▶ Data extract

-----

//! Run configuration passed into the pipeline.

use crate::cli::{Cli, DEFAULT_TOPIC_URL, DEFAULT_USER_AGENT};
use chrono_tz::Tz;
use reqwest::header::{HeaderMap, HeaderValue, USER_AGENT};
use std::error::Error;
use std::path::PathBuf;
use std::time::Duration;

/// Everything a run needs to know, resolved once at startup.
///
/// The [`Default`] impl carries the documented defaults:
///
/// | Option | Default |
/// |--------|---------|
/// | `topic_url` | the US top-stories topic page |
/// | `output_dir` | `news` |
/// | `readme_path` | `README.md` |
/// | `max_articles` | 20 |
/// | `timezone` | `Asia/Shanghai` |
/// | `fetch_timeout` | 30 seconds |
#[derive(Debug, Clone)]
pub struct Config {
    pub topic_url: String,
    pub output_dir: PathBuf,
    pub readme_path: PathBuf,
    pub max_articles: usize,
    pub timezone: Tz,
    pub fetch_timeout: Duration,
    pub user_agent: String,
}

impl Default for Config {
    fn default() -> Self {
        Self {
            topic_url: DEFAULT_TOPIC_URL.to_string(),
            output_dir: PathBuf::from("news"),
            readme_path: PathBuf::from("README.md"),
            max_articles: 20,
            timezone: chrono_tz::Asia::Shanghai,
            fetch_timeout: Duration::from_secs(30),
            user_agent: DEFAULT_USER_AGENT.to_string(),
        }
    }
}

impl From<Cli> for Config {
    fn from(cli: Cli) -> Self {
        Self {
            topic_url: cli.topic_url,
            output_dir: PathBuf::from(cli.output_dir),
            readme_path: PathBuf::from(cli.readme),
            max_articles: cli.max_articles,
            timezone: cli.timezone,
            fetch_timeout: Duration::from_secs(cli.timeout_secs),
            user_agent: cli.user_agent,
        }
    }
}

impl Config {
    /// Headers sent with every request.
    pub fn headers(&self) -> Result<HeaderMap, Box<dyn Error>> {
        let mut headers = HeaderMap::new();
        headers.insert(USER_AGENT, HeaderValue::from_str(&self.user_agent)?);
        Ok(headers)
    }
}
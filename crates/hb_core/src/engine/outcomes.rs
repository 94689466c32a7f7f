//! Plate-appearance outcome type.

use serde::{Deserialize, Serialize};

/// Every way a plate appearance can end.
///
/// A closed sum type: the resolver produces exactly one of these per plate
/// appearance, and the categorization flags (`is_hit`, `is_out`, ...) are
/// pure functions over the variant.
#[derive(Debug, Clone, Copy, PartialEq, Eq, Hash, Serialize, Deserialize)]
#[serde(rename_all = "snake_case")]
pub enum AtBatOutcome {
    StrikeoutSwinging,
    StrikeoutLooking,
    Walk,
    HitByPitch,
    /// Outfield single.
    Single,
    InfieldSingle,
    Double,
    Triple,
    HomeRun,
    Groundout,
    Flyout,
    Lineout,
    /// Infield fly.
    Popup,
    FoulOut,
    ReachedOnError,
    GroundIntoDoublePlay,
    SacrificeFly,
}

impl AtBatOutcome {
    /// Hits, for batting-average purposes.
    pub fn is_hit(self) -> bool {
        matches!(
            self,
            AtBatOutcome::Single
                | AtBatOutcome::InfieldSingle
                | AtBatOutcome::Double
                | AtBatOutcome::Triple
                | AtBatOutcome::HomeRun
        )
    }

    /// At least one out is recorded. GIDP records two.
    pub fn is_out(self) -> bool {
        matches!(
            self,
            AtBatOutcome::StrikeoutSwinging
                | AtBatOutcome::StrikeoutLooking
                | AtBatOutcome::Groundout
                | AtBatOutcome::Flyout
                | AtBatOutcome::Lineout
                | AtBatOutcome::Popup
                | AtBatOutcome::FoulOut
                | AtBatOutcome::GroundIntoDoublePlay
                | AtBatOutcome::SacrificeFly
        )
    }

    /// The batter ends up on base.
    pub fn is_on_base(self) -> bool {
        matches!(
            self,
            AtBatOutcome::Single
                | AtBatOutcome::InfieldSingle
                | AtBatOutcome::Double
                | AtBatOutcome::Triple
                | AtBatOutcome::Walk
                | AtBatOutcome::HitByPitch
                | AtBatOutcome::ReachedOnError
        )
    }

    pub fn is_strikeout(self) -> bool {
        matches!(
            self,
            AtBatOutcome::StrikeoutSwinging | AtBatOutcome::StrikeoutLooking
        )
    }

    pub fn is_extra_base_hit(self) -> bool {
        matches!(
            self,
            AtBatOutcome::Double | AtBatOutcome::Triple | AtBatOutcome::HomeRun
        )
    }

    /// Bases the batter gains: 0 for outs, 1 for single/walk/HBP/error,
    /// up to 4 for the home run.
    pub fn bases_gained(self) -> u8 {
        match self {
            AtBatOutcome::Single
            | AtBatOutcome::InfieldSingle
            | AtBatOutcome::Walk
            | AtBatOutcome::HitByPitch
            | AtBatOutcome::ReachedOnError => 1,
            AtBatOutcome::Double => 2,
            AtBatOutcome::Triple => 3,
            AtBatOutcome::HomeRun => 4,
            _ => 0,
        }
    }
}

// ========== Tests ==========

-----

▶ The task
Scan the listing above, and wherever a line holds the string "InfieldSingle", copy that line.

▶ Task output
    InfieldSingle,
                | AtBatOutcome::InfieldSingle
                | AtBatOutcome::InfieldSingle
            | AtBatOutcome::InfieldSingle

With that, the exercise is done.